**Your task**
Once you find a line containing the word "trimmed" in the entries below, copy it.
[Stored data — start]
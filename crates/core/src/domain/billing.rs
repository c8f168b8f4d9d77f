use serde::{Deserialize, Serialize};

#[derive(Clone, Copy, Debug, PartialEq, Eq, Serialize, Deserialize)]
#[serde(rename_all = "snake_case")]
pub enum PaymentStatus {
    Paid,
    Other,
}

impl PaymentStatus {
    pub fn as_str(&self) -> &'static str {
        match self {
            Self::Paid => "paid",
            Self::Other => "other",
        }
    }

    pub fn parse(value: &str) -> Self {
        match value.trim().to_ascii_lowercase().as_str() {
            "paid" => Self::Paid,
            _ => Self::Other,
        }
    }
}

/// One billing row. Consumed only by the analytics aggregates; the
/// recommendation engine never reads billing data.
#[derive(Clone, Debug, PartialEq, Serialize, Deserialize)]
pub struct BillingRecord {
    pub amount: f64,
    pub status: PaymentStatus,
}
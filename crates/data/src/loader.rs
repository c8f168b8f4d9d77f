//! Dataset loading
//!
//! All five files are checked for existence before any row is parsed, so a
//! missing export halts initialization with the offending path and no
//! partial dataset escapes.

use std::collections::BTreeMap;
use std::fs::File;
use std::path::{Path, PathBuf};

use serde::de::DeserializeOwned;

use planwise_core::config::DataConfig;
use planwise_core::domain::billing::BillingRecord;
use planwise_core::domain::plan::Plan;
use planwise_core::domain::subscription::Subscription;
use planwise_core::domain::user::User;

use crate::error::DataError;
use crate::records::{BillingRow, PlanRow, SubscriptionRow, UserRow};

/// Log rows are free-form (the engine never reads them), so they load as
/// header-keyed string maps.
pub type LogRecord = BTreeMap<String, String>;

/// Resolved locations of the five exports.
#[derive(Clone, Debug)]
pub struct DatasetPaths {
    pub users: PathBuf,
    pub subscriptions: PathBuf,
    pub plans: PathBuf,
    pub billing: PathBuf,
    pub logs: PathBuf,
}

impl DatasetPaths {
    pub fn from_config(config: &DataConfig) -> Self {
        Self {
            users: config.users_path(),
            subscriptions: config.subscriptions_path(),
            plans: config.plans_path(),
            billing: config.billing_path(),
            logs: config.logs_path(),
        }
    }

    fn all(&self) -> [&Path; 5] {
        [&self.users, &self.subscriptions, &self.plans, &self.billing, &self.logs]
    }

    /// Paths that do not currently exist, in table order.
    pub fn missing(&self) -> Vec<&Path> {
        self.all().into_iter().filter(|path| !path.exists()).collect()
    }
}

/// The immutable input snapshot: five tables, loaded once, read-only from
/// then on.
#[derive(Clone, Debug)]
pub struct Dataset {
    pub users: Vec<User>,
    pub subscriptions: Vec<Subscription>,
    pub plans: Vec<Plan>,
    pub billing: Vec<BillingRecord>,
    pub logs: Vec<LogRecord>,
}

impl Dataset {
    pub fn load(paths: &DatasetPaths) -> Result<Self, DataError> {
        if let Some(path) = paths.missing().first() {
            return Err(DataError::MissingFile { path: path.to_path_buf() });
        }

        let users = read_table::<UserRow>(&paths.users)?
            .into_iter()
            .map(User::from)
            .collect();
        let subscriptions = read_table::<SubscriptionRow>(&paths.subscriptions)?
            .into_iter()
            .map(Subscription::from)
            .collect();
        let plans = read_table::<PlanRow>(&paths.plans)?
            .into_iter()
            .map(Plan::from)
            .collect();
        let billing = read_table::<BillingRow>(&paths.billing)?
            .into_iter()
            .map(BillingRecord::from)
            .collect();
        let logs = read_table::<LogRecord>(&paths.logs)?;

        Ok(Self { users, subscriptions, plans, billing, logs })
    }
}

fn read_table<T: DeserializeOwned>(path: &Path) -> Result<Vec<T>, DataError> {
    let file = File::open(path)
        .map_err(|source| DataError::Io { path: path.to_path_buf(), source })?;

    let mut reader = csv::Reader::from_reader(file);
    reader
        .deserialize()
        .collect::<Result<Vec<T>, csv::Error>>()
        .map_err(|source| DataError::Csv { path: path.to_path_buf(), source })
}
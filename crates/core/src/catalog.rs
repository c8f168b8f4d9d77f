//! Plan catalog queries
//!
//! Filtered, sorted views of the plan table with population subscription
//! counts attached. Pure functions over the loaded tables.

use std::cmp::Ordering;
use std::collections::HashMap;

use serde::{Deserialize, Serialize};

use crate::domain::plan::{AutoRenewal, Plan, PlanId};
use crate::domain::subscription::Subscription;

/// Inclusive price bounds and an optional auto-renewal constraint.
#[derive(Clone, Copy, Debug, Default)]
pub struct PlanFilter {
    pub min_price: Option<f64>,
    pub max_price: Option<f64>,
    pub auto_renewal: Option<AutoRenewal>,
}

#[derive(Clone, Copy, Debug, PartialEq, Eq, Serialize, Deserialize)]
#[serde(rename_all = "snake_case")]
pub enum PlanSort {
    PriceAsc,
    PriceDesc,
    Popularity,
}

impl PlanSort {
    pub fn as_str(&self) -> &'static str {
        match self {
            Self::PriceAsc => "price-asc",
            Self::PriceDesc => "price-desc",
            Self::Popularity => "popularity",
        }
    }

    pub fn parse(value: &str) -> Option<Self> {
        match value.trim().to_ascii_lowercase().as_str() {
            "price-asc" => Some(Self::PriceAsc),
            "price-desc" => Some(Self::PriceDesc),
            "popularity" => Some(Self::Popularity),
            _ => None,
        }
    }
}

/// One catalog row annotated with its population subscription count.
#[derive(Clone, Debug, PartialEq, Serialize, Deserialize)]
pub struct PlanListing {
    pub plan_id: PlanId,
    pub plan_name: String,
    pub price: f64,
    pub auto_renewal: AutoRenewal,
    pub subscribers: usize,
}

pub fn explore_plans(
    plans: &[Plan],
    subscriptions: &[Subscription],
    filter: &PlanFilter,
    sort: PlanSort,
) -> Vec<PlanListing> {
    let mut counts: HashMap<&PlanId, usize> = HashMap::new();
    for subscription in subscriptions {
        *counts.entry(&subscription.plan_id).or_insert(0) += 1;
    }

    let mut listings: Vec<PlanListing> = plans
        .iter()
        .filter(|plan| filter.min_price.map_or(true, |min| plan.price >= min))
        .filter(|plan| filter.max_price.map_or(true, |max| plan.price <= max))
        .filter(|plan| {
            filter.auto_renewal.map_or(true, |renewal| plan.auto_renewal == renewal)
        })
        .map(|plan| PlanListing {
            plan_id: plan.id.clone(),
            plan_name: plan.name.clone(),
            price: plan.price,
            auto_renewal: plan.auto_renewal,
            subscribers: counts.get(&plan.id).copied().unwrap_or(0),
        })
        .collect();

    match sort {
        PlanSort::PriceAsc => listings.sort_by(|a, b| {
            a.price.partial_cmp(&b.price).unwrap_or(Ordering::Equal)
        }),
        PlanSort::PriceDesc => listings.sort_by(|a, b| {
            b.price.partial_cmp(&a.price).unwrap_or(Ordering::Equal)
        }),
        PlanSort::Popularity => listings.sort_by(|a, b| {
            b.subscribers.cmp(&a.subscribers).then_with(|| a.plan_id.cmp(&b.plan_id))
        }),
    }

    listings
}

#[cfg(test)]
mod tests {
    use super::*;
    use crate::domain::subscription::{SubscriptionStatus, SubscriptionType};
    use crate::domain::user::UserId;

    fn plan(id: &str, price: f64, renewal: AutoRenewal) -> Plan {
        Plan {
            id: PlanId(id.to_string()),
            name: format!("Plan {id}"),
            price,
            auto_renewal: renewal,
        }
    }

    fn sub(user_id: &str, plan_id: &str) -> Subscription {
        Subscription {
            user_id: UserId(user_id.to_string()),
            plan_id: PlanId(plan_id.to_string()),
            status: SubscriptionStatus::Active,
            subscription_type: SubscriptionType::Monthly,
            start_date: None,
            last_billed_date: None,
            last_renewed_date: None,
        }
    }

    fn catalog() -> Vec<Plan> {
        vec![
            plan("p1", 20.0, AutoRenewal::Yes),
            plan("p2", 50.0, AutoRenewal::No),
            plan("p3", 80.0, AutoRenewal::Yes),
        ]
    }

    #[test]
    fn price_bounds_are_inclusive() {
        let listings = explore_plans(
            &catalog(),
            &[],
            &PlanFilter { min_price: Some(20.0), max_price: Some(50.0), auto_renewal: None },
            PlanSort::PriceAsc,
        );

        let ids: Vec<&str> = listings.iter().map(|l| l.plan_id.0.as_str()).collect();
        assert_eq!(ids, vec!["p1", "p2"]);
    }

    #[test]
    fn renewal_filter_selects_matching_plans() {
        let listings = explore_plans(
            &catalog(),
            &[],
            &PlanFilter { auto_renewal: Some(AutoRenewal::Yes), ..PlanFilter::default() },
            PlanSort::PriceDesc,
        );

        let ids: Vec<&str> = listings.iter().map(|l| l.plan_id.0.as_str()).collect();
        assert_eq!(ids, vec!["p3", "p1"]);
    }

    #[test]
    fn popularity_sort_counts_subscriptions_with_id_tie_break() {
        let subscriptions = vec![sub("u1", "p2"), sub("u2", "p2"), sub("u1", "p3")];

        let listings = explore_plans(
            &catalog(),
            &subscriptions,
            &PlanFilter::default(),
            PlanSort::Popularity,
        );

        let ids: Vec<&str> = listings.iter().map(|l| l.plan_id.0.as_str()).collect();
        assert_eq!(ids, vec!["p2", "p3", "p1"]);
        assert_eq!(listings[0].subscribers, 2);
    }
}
[Stored data — finish]
[Stored data — start]
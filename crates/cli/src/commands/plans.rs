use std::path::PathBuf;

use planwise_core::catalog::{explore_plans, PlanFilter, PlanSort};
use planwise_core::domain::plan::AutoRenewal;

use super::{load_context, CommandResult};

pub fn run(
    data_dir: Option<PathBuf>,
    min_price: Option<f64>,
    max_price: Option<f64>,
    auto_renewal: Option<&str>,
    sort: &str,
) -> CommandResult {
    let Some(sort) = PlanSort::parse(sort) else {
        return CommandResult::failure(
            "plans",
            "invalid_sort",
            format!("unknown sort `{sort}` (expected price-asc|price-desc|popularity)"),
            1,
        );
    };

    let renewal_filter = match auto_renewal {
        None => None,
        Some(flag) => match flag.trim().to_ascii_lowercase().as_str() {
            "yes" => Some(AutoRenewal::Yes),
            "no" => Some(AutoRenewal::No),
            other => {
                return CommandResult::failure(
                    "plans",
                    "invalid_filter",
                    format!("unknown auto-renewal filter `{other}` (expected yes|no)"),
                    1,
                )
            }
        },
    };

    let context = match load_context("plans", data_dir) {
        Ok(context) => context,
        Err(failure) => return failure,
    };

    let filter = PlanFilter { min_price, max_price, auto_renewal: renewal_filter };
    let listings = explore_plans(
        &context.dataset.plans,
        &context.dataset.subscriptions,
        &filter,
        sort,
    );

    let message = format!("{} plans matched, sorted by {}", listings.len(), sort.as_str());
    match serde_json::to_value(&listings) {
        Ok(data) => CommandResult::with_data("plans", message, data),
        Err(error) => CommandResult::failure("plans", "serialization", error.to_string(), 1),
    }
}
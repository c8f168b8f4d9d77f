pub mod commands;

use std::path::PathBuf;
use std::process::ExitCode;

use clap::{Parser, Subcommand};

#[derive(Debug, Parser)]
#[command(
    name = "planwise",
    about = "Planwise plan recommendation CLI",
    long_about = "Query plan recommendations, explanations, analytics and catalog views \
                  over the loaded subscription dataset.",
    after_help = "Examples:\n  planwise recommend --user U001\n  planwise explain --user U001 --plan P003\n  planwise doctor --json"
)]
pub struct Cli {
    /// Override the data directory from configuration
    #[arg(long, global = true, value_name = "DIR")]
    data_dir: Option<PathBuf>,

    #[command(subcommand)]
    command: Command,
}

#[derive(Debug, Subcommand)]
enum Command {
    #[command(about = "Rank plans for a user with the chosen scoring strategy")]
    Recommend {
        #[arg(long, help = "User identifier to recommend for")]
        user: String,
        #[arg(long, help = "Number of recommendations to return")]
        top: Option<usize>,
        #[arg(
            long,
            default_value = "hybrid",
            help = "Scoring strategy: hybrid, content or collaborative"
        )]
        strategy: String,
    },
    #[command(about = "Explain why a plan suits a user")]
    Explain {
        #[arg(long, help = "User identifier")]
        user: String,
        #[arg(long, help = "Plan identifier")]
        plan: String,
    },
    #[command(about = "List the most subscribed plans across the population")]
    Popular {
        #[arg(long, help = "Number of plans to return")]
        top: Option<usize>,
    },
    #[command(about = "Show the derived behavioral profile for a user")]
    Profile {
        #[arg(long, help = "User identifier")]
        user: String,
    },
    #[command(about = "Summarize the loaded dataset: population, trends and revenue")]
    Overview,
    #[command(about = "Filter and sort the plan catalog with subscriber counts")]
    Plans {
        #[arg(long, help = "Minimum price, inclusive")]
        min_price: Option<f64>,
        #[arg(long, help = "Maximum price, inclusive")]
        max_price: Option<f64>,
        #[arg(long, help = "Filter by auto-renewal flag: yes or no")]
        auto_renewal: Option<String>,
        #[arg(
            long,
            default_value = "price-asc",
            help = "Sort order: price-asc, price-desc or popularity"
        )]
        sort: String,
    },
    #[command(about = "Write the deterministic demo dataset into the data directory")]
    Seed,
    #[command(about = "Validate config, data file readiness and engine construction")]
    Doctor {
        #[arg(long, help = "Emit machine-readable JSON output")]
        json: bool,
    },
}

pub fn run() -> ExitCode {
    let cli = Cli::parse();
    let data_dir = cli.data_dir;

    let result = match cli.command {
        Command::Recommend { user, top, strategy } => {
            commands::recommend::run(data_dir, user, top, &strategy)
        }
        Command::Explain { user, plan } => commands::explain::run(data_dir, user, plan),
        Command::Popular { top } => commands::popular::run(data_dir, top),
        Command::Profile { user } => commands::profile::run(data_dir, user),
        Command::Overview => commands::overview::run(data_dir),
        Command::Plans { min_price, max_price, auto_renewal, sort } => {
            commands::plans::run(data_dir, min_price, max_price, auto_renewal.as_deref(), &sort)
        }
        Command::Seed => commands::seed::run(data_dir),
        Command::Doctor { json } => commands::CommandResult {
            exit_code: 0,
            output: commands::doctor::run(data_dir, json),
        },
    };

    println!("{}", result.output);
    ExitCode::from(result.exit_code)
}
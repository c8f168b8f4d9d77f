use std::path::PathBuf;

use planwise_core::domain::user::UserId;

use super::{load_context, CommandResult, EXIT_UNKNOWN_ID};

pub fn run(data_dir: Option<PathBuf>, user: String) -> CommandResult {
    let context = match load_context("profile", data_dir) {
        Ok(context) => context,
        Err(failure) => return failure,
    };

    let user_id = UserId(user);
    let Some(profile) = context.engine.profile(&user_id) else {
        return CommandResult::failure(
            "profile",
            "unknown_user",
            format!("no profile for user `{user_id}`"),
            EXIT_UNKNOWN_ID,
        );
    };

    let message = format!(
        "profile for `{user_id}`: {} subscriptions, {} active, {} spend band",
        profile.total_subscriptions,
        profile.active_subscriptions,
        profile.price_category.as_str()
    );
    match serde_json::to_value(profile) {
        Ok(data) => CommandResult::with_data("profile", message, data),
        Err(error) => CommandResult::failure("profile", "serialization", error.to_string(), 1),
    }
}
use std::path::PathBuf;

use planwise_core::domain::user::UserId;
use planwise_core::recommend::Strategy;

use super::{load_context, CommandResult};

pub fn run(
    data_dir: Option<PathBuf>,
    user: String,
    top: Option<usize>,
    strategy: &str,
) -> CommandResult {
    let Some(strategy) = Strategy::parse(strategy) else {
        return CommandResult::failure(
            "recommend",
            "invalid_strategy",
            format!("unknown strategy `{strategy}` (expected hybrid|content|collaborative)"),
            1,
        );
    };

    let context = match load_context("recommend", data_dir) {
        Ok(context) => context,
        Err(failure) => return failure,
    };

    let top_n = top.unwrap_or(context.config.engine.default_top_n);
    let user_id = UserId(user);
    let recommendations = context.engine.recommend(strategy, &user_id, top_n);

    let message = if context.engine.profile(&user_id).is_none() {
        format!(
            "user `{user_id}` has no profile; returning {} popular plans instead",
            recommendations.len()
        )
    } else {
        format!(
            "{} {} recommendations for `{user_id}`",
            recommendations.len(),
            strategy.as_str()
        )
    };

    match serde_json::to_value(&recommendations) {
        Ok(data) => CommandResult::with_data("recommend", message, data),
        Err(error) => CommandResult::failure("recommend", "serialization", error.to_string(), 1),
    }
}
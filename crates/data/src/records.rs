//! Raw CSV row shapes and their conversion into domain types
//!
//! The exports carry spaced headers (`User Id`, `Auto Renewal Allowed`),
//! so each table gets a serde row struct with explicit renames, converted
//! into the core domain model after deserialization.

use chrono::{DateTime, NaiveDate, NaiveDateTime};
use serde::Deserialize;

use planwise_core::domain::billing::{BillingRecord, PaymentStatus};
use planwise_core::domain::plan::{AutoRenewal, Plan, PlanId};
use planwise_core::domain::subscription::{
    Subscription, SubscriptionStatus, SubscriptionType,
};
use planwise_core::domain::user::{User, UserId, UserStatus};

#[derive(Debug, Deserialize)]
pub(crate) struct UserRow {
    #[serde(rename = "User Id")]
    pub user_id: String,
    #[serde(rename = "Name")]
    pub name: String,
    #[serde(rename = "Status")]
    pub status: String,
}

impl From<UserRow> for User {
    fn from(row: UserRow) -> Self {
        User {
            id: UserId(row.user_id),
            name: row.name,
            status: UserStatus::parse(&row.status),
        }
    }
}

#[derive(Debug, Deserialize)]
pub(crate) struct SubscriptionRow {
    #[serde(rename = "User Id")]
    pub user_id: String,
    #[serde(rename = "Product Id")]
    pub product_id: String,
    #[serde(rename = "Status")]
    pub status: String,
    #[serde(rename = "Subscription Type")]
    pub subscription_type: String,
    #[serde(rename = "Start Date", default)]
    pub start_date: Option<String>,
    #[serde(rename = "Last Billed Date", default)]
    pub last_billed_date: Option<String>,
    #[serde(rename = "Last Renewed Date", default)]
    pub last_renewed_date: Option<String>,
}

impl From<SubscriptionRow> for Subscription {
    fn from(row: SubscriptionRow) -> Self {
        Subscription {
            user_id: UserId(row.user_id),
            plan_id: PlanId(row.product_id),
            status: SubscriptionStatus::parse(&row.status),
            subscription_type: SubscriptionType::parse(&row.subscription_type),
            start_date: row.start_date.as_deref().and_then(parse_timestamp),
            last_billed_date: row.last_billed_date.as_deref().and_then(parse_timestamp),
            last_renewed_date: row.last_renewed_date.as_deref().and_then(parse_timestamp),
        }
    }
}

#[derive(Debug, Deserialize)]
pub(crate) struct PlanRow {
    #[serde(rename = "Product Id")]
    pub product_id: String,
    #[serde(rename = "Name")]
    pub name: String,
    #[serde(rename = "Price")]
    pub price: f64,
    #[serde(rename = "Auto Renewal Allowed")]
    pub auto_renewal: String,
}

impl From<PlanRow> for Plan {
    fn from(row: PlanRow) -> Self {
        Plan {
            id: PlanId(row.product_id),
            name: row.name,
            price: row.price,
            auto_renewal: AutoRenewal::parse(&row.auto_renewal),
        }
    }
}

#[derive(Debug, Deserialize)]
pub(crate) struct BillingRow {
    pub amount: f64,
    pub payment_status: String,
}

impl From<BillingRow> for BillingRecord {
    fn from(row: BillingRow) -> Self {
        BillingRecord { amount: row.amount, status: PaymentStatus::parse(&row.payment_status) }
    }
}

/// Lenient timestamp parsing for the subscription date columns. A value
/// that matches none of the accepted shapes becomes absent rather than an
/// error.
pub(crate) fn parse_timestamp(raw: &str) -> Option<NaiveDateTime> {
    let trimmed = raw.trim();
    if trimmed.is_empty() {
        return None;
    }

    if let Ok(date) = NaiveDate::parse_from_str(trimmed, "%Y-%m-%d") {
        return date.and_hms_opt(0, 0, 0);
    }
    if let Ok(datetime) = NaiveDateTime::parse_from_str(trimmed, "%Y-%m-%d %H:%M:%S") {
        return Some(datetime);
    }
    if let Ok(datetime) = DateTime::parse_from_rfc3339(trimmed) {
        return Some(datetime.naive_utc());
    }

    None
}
[Stored data — finish]
**Response to this task**
    let trimmed = raw.trim();
    if trimmed.is_empty() {
    if let Ok(date) = NaiveDate::parse_from_str(trimmed, "%Y-%m-%d") {
    if let Ok(datetime) = NaiveDateTime::parse_from_str(trimmed, "%Y-%m-%d %H:%M:%S") {
    if let Ok(datetime) = DateTime::parse_from_rfc3339(trimmed) {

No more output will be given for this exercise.